How to beginner · 3 min read

How to use ONNX Runtime GPU

Q: How to use ONNX Runtime GPU

Use onnxruntime with the CUDAExecutionProvider to run ONNX models on GPU. Install onnxruntime-gpu, load your model with InferenceSession specifying providers=['CUDAExecutionProvider'], and run inference for accelerated performance.

Quick answer

Use onnxruntime with the CUDAExecutionProvider to run ONNX models on GPU. Install onnxruntime-gpu, load your model with InferenceSession specifying providers=['CUDAExecutionProvider'], and run inference for accelerated performance.

PREREQUISITES

Python 3.8+
NVIDIA GPU with CUDA 11.1 or higher
pip install onnxruntime-gpu

Setup

Install the GPU-enabled ONNX Runtime package and verify your CUDA environment is properly configured.

bash

pip install onnxruntime-gpu

Step by step

This example loads an ONNX model and runs inference on GPU using onnxruntime.

python

import onnxruntime as ort
import numpy as np

# Load ONNX model with CUDA execution provider
session = ort.InferenceSession("model.onnx", providers=["CUDAExecutionProvider"])

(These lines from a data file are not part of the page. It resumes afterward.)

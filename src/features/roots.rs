//! Roots feature module (spec.md §4.5 "Roots").
//!
//! Roots are client-declared: the server asks `roots/list`, and a client
//! that declared `roots.listChanged` sends `notifications/roots/list_changed`
//! after any `set_roots` call.

use std::sync::Arc;
use std::sync::RwLock;

use serde::Serialize;
use serde_json::Value;

use super::require_initialized;
use crate::error::McpError;
use crate::handshake::CapsHandle;
use crate::handshake::InitializedHandle;
use crate::peer::Peer;
use crate::transport::Cancellation;
use crate::types::capabilities::ClientCapabilities;
use crate::types::jsonrpc::JsonRpcErrorObject;
use crate::types::roots::validate_roots;
use crate::types::roots::Root;

#[derive(Debug, Serialize)]
struct ListRootsResult {
    roots: Vec<Root>,
}

/// The client-side roots module: a validated root list answering the
/// server's `roots/list` requests.
pub struct RootsClient {
    peer: Arc<Peer>,
    roots: RwLock<Vec<Root>>,
}

impl RootsClient {
    pub fn new(peer: &Arc<Peer>, roots: Vec<Root>) -> Result<Arc<Self>, McpError> {
        validate_roots(&roots).map_err(|e| McpError::InvalidParams(e.to_string()))?;
        let this = Arc::new(RootsClient {
            peer: Arc::clone(peer),
            roots: RwLock::new(roots),
        });
        this.register();
        Ok(this)
    }

    fn register(self: &Arc<Self>) {
        let this = Arc::clone(self);
        self.peer.on_request("roots/list", move |_ctx, _params| {
            let this = Arc::clone(&this);
            async move { this.handle_list() }
        });
    }

    fn handle_list(&self) -> Result<Value, JsonRpcErrorObject> {
        let roots = self.roots.read().expect("lock poisoned").clone();
        serde_json::to_value(ListRootsResult { roots })
            .map_err(|e| JsonRpcErrorObject::from(McpError::Internal(e.to_string())))
    }

    /// Replaces the whole root set atomically: either every entry validates
    /// and the swap happens, or none of it does (spec.md §4.5, P7 in §8).
    pub async fn set_roots(&self, roots: Vec<Root>) -> Result<(), McpError> {
        validate_roots(&roots).map_err(|e| McpError::InvalidParams(e.to_string()))?;
        *self.roots.write().expect("lock poisoned") = roots;
        if self.peer.is_started() {
            let _ = self
                .peer
                .send_notification(
                    "notifications/roots/list_changed",
                    Value::Object(Default::default()),
                )
                .await;
        }
        Ok(())
    }
}

/// The reverse-direction, server-side façade: calls `roots/list` on the
/// client, gated on the client's declared capabilities and on the
/// handshake having completed (spec.md §4.4, §4.5).
pub struct RootsServerFacade {
    peer: Arc<Peer>,
    client_capabilities: CapsHandle<ClientCapabilities>,
    initialized: InitializedHandle,
}

impl RootsServerFacade {
    pub fn new(
        peer: &Arc<Peer>,
        client_capabilities: CapsHandle<ClientCapabilities>,
        initialized: InitializedHandle,
    ) -> Arc<Self> {
        Arc::new(RootsServerFacade {
            peer: Arc::clone(peer),
            client_capabilities,
            initialized,
        })
    }

    fn check_declared(&self) -> Result<(), McpError> {
        let caps = self.client_capabilities.read().expect("lock poisoned");
        require_initialized(
            caps.as_ref().is_some_and(|c| c.roots.is_some()),
            self.initialized.load(std::sync::atomic::Ordering::SeqCst),
            "roots",
        )
    }

    pub async fn list(&self, cancellation: Cancellation) -> Result<Vec<Root>, McpError> {
        self.check_declared()?;
        let value = self
            .peer
            .send_request("roots/list", Value::Object(Default::default()), cancellation)
            .await?;
        let result: ListRootsResult = serde_json::from_value(value)
            .map_err(|e| McpError::Internal(format!("deserialize roots/list result: {e}")))?;
        Ok(result.roots)
    }
}
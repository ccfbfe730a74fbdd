//! Resources feature module (spec.md §4.5 "Resources").

use std::collections::HashSet;
use std::sync::Arc;
use std::sync::RwLock;

use futures::future::BoxFuture;
use serde::Deserialize;
use serde::Serialize;
use serde_json::Value;
use tokio::sync::mpsc;
use tokio::sync::Mutex as AsyncMutex;

use super::paginate;
use super::require;
use super::DEFAULT_PAGE_SIZE;
use crate::error::McpError;
use crate::handshake::CapsHandle;
use crate::peer::Peer;
use crate::transport::Cancellation;
use crate::types::jsonrpc::JsonRpcErrorObject;
use crate::types::resources::Resource;
use crate::types::resources::ResourceContents;
use crate::types::resources::ResourceTemplate;
use crate::types::ServerCapabilities;

type ContentHandler =
    Arc<dyn Fn(String) -> BoxFuture<'static, Result<Vec<ResourceContents>, McpError>> + Send + Sync>;

#[derive(Debug, Deserialize)]
struct ListParams {
    cursor: Option<String>,
}

#[derive(Debug, Serialize)]
struct ListResourcesResult {
    resources: Vec<Resource>,
    #[serde(rename = "nextCursor", skip_serializing_if = "Option::is_none")]
    next_cursor: Option<String>,
}

#[derive(Debug, Serialize)]
struct ListTemplatesResult {
    #[serde(rename = "resourceTemplates")]
    resource_templates: Vec<ResourceTemplate>,
    #[serde(rename = "nextCursor", skip_serializing_if = "Option::is_none")]
    next_cursor: Option<String>,
}

#[derive(Debug, Deserialize)]
struct UriParams {
    uri: String,
}

#[derive(Debug, Serialize)]
struct ReadResourceResult {
    contents: Vec<ResourceContents>,
}

/// The server-side resources module: a resource list, a template list,
/// `(uriPrefix → content handler)` bindings, and the subscription set.
pub struct ResourcesServer {
    peer: Arc<Peer>,
    resources: RwLock<Vec<Resource>>,
    templates: RwLock<Vec<ResourceTemplate>>,
    handlers: RwLock<Vec<(String, ContentHandler)>>,
    subscriptions: RwLock<HashSet<String>>,
}

impl ResourcesServer {
    pub fn new(
        peer: &Arc<Peer>,
        resources: Vec<Resource>,
        templates: Vec<ResourceTemplate>,
    ) -> Arc<Self> {
        let this = Arc::new(ResourcesServer {
            peer: Arc::clone(peer),
            resources: RwLock::new(resources),
            templates: RwLock::new(templates),
            handlers: RwLock::new(Vec::new()),
            subscriptions: RwLock::new(HashSet::new()),
        });
        this.register();
        this
    }

    fn register(self: &Arc<Self>) {
        let this = Arc::clone(self);
        self.peer.on_request("resources/list", move |_ctx, params| {
            let this = Arc::clone(&this);
            async move { this.handle_list(params) }
        });

        let this = Arc::clone(self);
        self.peer
            .on_request("resources/templates/list", move |_ctx, params| {
                let this = Arc::clone(&this);
                async move { this.handle_list_templates(params) }
            });

        let this = Arc::clone(self);
        self.peer.on_request("resources/read", move |_ctx, params| {
            let this = Arc::clone(&this);
            async move { this.handle_read(params).await }
        });

        let this = Arc::clone(self);
        self.peer
            .on_request("resources/subscribe", move |_ctx, params| {
                let this = Arc::clone(&this);
                async move { this.handle_subscribe(params) }
            });

        let this = Arc::clone(self);
        self.peer
            .on_request("resources/unsubscribe", move |_ctx, params| {
                let this = Arc::clone(&this);
                async move { this.handle_unsubscribe(params) }
            });
    }

    fn handle_list(&self, params: Option<Value>) -> Result<Value, JsonRpcErrorObject> {
        let params: ListParams = parse_params(params)?;
        let resources = self.resources.read().expect("lock poisoned").clone();
        let (page, next_cursor) = paginate(&resources, params.cursor.as_deref(), DEFAULT_PAGE_SIZE);
        to_value(ListResourcesResult {
            resources: page,
            next_cursor,
        })
    }

    fn handle_list_templates(&self, params: Option<Value>) -> Result<Value, JsonRpcErrorObject> {
        let params: ListParams = parse_params(params)?;
        let templates = self.templates.read().expect("lock poisoned").clone();
        let (page, next_cursor) = paginate(&templates, params.cursor.as_deref(), DEFAULT_PAGE_SIZE);
        to_value(ListTemplatesResult {
            resource_templates: page,
            next_cursor,
        })
    }

    /// Finds the content handler via longest-prefix match among registered
    /// bindings, ties broken by registration order (spec.md §9 Open
    /// Question, resolved in SPEC_FULL.md §4.5).
    fn find_handler(&self, uri: &str) -> Option<ContentHandler> {
        let handlers = self.handlers.read().expect("lock poisoned");
        handlers
            .iter()
            .filter(|(prefix, _)| uri.starts_with(prefix.as_str()))
            .max_by_key(|(prefix, _)| prefix.len())
            .map(|(_, handler)| Arc::clone(handler))
    }

    async fn handle_read(&self, params: Option<Value>) -> Result<Value, JsonRpcErrorObject> {
        let params: UriParams = parse_params(params)?;
        let handler = self.find_handler(&params.uri).ok_or_else(|| {
            JsonRpcErrorObject::from(McpError::InvalidParams(format!(
                "no content handler registered for uri {}",
                params.uri
            )))
        })?;
        let contents = handler(params.uri)
            .await
            .map_err(JsonRpcErrorObject::from)?;
        to_value(ReadResourceResult { contents })
    }

    fn handle_subscribe(&self, params: Option<Value>) -> Result<Value, JsonRpcErrorObject> {
        let params: UriParams = parse_params(params)?;
        self.subscriptions
            .write()
            .expect("lock poisoned")
            .insert(params.uri);
        to_value(Value::Object(Default::default()))
    }

    fn handle_unsubscribe(&self, params: Option<Value>) -> Result<Value, JsonRpcErrorObject> {
        let params: UriParams = parse_params(params)?;
        self.subscriptions
            .write()
            .expect("lock poisoned")
            .remove(&params.uri);
        to_value(Value::Object(Default::default()))
    }

    pub fn bind<F>(&self, uri_prefix: impl Into<String>, handler: F)
    where
        F: Fn(String) -> BoxFuture<'static, Result<Vec<ResourceContents>, McpError>> + Send + Sync + 'static,
    {
        self.handlers
            .write()
            .expect("lock poisoned")
            .push((uri_prefix.into(), Arc::new(handler)));
    }

    /// Replaces the resource list and, if started, sends `list_changed`.
    pub async fn set_resources(&self, list: Vec<Resource>) {
        *self.resources.write().expect("lock poisoned") = list;
        if self.peer.is_started() {
            let _ = self
                .peer
                .send_notification(
                    "notifications/resources/list_changed",
                    Value::Object(Default::default()),
                )
                .await;
        }
    }

    /// Fans out a notification iff `uri` has at least one subscriber;
    /// otherwise a no-op (spec.md §4.5, P6 in §8).
    pub async fn notify_updated(&self, uri: &str) {
        let subscribed = self
            .subscriptions
            .read()
            .expect("lock poisoned")
            .contains(uri);
        if !subscribed {
            return;
        }
        let params = serde_json::json!({ "uri": uri });
        let _ = self
            .peer
            .send_notification("notifications/resources/updated", params)
            .await;
    }
}

/// The client-side façade: calls `resources/*` on the server and surfaces
/// `notifications/resources/updated` via a channel the application drains.
pub struct ResourcesClient {
    peer: Arc<Peer>,
    server_capabilities: CapsHandle<ServerCapabilities>,
    updates_rx: AsyncMutex<mpsc::UnboundedReceiver<String>>,
    list_changed_rx: AsyncMutex<mpsc::UnboundedReceiver<()>>,
}

impl ResourcesClient {
    pub fn new(peer: &Arc<Peer>, server_capabilities: CapsHandle<ServerCapabilities>) -> Arc<Self> {
        let (updates_tx, updates_rx) = mpsc::unbounded_channel();
        let (list_changed_tx, list_changed_rx) = mpsc::unbounded_channel();

        peer.on_notification("notifications/resources/updated", move |_ctx, params| {
            let updates_tx = updates_tx.clone();
            async move {
                if let Some(uri) = params.and_then(|v| v.get("uri").and_then(|u| u.as_str().map(String::from))) {
                    let _ = updates_tx.send(uri);
                }
            }
        });
        peer.on_notification(
            "notifications/resources/list_changed",
            move |_ctx, _params| {
                let list_changed_tx = list_changed_tx.clone();
                async move {
                    let _ = list_changed_tx.send(());
                }
            },
        );

        Arc::new(ResourcesClient {
            peer: Arc::clone(peer),
            server_capabilities,
            updates_rx: AsyncMutex::new(updates_rx),
            list_changed_rx: AsyncMutex::new(list_changed_rx),
        })
    }

    fn check_declared(&self) -> Result<(), McpError> {
        let caps = self.server_capabilities.read().expect("lock poisoned");
        require(
            caps.as_ref().is_some_and(|c| c.resources.is_some()),
            "resources",
        )
    }

    pub async fn list(
        &self,
        cursor: Option<String>,
        cancellation: Cancellation,
    ) -> Result<(Vec<Resource>, Option<String>), McpError> {
        self.check_declared()?;
        let params = serde_json::json!({ "cursor": cursor });
        let value = self
            .peer
            .send_request("resources/list", params, cancellation)
            .await?;
        let result: ListResourcesResult = serde_json::from_value(value)
            .map_err(|e| McpError::Internal(format!("deserialize resources/list result: {e}")))?;
        Ok((result.resources, result.next_cursor))
    }

    pub async fn read(
        &self,
        uri: impl Into<String>,
        cancellation: Cancellation,
    ) -> Result<Vec<ResourceContents>, McpError> {
        self.check_declared()?;
        let params = serde_json::json!({ "uri": uri.into() });
        let value = self
            .peer
            .send_request("resources/read", params, cancellation)
            .await?;
        let result: ReadResourceResult = serde_json::from_value(value)
            .map_err(|e| McpError::Internal(format!("deserialize resources/read result: {e}")))?;
        Ok(result.contents)
    }

    pub async fn subscribe(
        &self,
        uri: impl Into<String>,
        cancellation: Cancellation,
    ) -> Result<(), McpError> {
        self.check_declared()?;
        let params = serde_json::json!({ "uri": uri.into() });
        self.peer
            .send_request("resources/subscribe", params, cancellation)
            .await?;
        Ok(())
    }

    pub async fn unsubscribe(
        &self,
        uri: impl Into<String>,
        cancellation: Cancellation,
    ) -> Result<(), McpError> {
        self.check_declared()?;
        let params = serde_json::json!({ "uri": uri.into() });
        self.peer
            .send_request("resources/unsubscribe", params, cancellation)
            .await?;
        Ok(())
    }

    /// Awaits the next `notifications/resources/updated` uri. Used by
    /// tests/applications that want to observe subscription fan-out.
    pub async fn next_update(&self) -> Option<String> {
        self.updates_rx.lock().await.recv().await
    }

    pub async fn next_list_changed(&self) -> Option<()> {
        self.list_changed_rx.lock().await.recv().await
    }
}

fn parse_params<T: serde::de::DeserializeOwned>(params: Option<Value>) -> Result<T, JsonRpcErrorObject> {
    serde_json::from_value(params.unwrap_or_default())
        .map_err(|e| JsonRpcErrorObject::from(McpError::InvalidParams(e.to_string())))
}

fn to_value<T: Serialize>(value: T) -> Result<Value, JsonRpcErrorObject> {
    serde_json::to_value(value).map_err(|e| JsonRpcErrorObject::from(McpError::Internal(e.to_string())))
}
//! The server half of the SSE transport: `GET /events` + `POST /send`
//! (spec.md §4.1), built on `axum` the way `http_transport.rs` builds its
//! `/mcp` endpoints.

use std::convert::Infallible;
use std::net::SocketAddr;
use std::sync::atomic::AtomicBool;
use std::sync::atomic::Ordering;
use std::sync::Arc;

use async_trait::async_trait;
use axum::extract::State;
use axum::http::HeaderValue;
use axum::http::StatusCode;
use axum::response::sse::Event as SseEvent;
use axum::response::sse::KeepAlive;
use axum::response::sse::Sse;
use axum::response::IntoResponse;
use axum::response::Response;
use axum::routing::get;
use axum::routing::post;
use axum::Router as AxumRouter;
use futures::stream::Stream;
use tokio::sync::broadcast;
use tokio_stream::wrappers::BroadcastStream;
use tokio_stream::StreamExt as _;
use tracing::debug;
use tracing::warn;

use crate::router::Router as McpRouter;
use crate::transport::Cancellation;
use crate::transport::DoneSignal;
use crate::transport::Transport;
use crate::transport::TransportError;
use crate::types::Message;

/// Bound of the outbound SSE broadcast channel. `send` reports overflow to
/// its caller rather than silently counting it (spec.md §9, Open Question).
const OUTBOUND_CAPACITY: usize = 64;

#[derive(Clone)]
struct ServerState {
    router: McpRouter,
    connected: Arc<AtomicBool>,
}

/// An HTTP server exposing the single-connection SSE transport. Bind with
/// [`SseServerTransport::new`], then [`Transport::start`] to begin serving.
pub struct SseServerTransport {
    addr: SocketAddr,
    outbound_tx: broadcast::Sender<String>,
    connected: Arc<AtomicBool>,
    done: DoneSignal,
}

impl SseServerTransport {
    pub fn new(addr: SocketAddr) -> Self {
        let (outbound_tx, _rx) = broadcast::channel(OUTBOUND_CAPACITY);
        SseServerTransport {
            addr,
            outbound_tx,
            connected: Arc::new(AtomicBool::new(false)),
            done: DoneSignal::new(),
        }
    }
}

#[async_trait]
impl Transport for SseServerTransport {
    async fn start(
        &self,
        router: McpRouter,
        cancellation: Cancellation,
    ) -> Result<(), TransportError> {
        let state = ServerState {
            router,
            connected: Arc::clone(&self.connected),
        };
        let outbound_tx = self.outbound_tx.clone();

        let app = AxumRouter::new()
            .route("/events", get(handle_events))
            .route("/send", post(handle_send))
            .with_state((state, outbound_tx));

        let listener = tokio::net::TcpListener::bind(self.addr)
            .await
            .map_err(TransportError::Io)?;
        let done = self.done.clone();

        tokio::spawn(async move {
            let serve = axum::serve(listener, app.into_make_service());
            tokio::select! {
                result = serve => {
                    if let Err(e) = result {
                        warn!(error = %e, "SSE server exited with error");
                    }
                }
                _ = cancellation.cancelled() => {}
                _ = done.wait() => {}
            }
            done.fire();
        });

        Ok(())
    }

    async fn send(&self, message: Message) -> Result<(), TransportError> {
        if self.done.is_done() {
            return Err(TransportError::Closed);
        }
        let json = message
            .to_line()
            .map_err(|e| TransportError::Other(anyhow::anyhow!("serialize frame: {e}")))?;
        self.outbound_tx
            .send(json)
            .map_err(|_| TransportError::BufferFull)?;
        Ok(())
    }

    async fn close(&self) {
        self.done.fire();
    }

    async fn done(&self) {
        self.done.wait().await;
    }
}

async fn handle_events(
    State((state, outbound_tx)): State<(ServerState, broadcast::Sender<String>)>,
) -> Response {
    if state
        .connected
        .compare_exchange(false, true, Ordering::SeqCst, Ordering::SeqCst)
        .is_err()
    {
        return StatusCode::CONFLICT.into_response();
    }

    let connected = Arc::clone(&state.connected);
    let rx = outbound_tx.subscribe();
    let stream = BroadcastStream::new(rx).filter_map(
        move |item| -> Option<Result<SseEvent, Infallible>> {
            match item {
                Ok(json) => Some(Ok(SseEvent::default().data(json))),
                Err(_lagged) => None,
            }
        },
    );
    let stream = OnDropStream {
        inner: stream,
        connected,
    };

    let mut response = Sse::new(stream).keep_alive(KeepAlive::default()).into_response();
    let headers = response.headers_mut();
    headers.insert(
        axum::http::header::CACHE_CONTROL,
        HeaderValue::from_static("no-cache"),
    );
    headers.insert(
        axum::http::header::CONNECTION,
        HeaderValue::from_static("keep-alive"),
    );
    headers.insert(
        axum::http::header::ACCESS_CONTROL_ALLOW_ORIGIN,
        HeaderValue::from_static("*"),
    );
    response
}

/// Wraps the broadcast stream to clear the single-connection gate when the
/// SSE response body is dropped (client disconnected).
struct OnDropStream<S> {
    inner: S,
    connected: Arc<AtomicBool>,
}

impl<S: Stream + Unpin> Stream for OnDropStream<S> {
    type Item = S::Item;

    fn poll_next(
        self: std::pin::Pin<&mut Self>,
        cx: &mut std::task::Context<'_>,
    ) -> std::task::Poll<Option<Self::Item>> {
        let this = self.get_mut();
        std::pin::Pin::new(&mut this.inner).poll_next(cx)
    }
}

impl<S> Drop for OnDropStream<S> {
    fn drop(&mut self) {
        self.connected.store(false, Ordering::SeqCst);
    }
}

async fn handle_send(
    State((state, _outbound_tx)): State<(ServerState, broadcast::Sender<String>)>,
    body: axum::body::Bytes,
) -> StatusCode {
    match serde_json::from_slice(&body) {
        Ok(raw) => {
            debug!("sse /send <-");
            state.router.dispatch(raw);
            StatusCode::OK
        }
        Err(e) => {
            warn!(error = %e, "malformed JSON on /send");
            StatusCode::BAD_REQUEST
        }
    }
}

# Prepare dummy input matching model input shape and type
input_name = session.get_inputs()[0].name
input_shape = session.get_inputs()[0].shape
input_type = session.get_inputs()[0].type

# Example: create random input tensor (float32)
input_data = np.random.randn(*[dim if isinstance(dim, int) else 1 for dim in input_shape]).astype(np.float32)

# Run inference
outputs = session.run(None, {input_name: input_data})

print("Output shape:", [output.shape for output in outputs])

output

Output shape: [(1, 1000)]

Common variations

Use providers=["CPUExecutionProvider"] to run on CPU instead.
For async inference, use session.run_async() (available in recent versions).
Specify multiple providers to fallback if GPU is unavailable.

python

import onnxruntime as ort
import numpy as np

# Fallback to CPU if GPU unavailable
session = ort.InferenceSession("model.onnx", providers=["CUDAExecutionProvider", "CPUExecutionProvider"])

# Async inference example (Python 3.8+)
import asyncio

async def async_infer():
    input_name = session.get_inputs()[0].name
    input_data = np.random.randn(1, 3, 224, 224).astype(np.float32)
    outputs = await session.run_async(None, {input_name: input_data})
    print("Async output shape:", [output.shape for output in outputs])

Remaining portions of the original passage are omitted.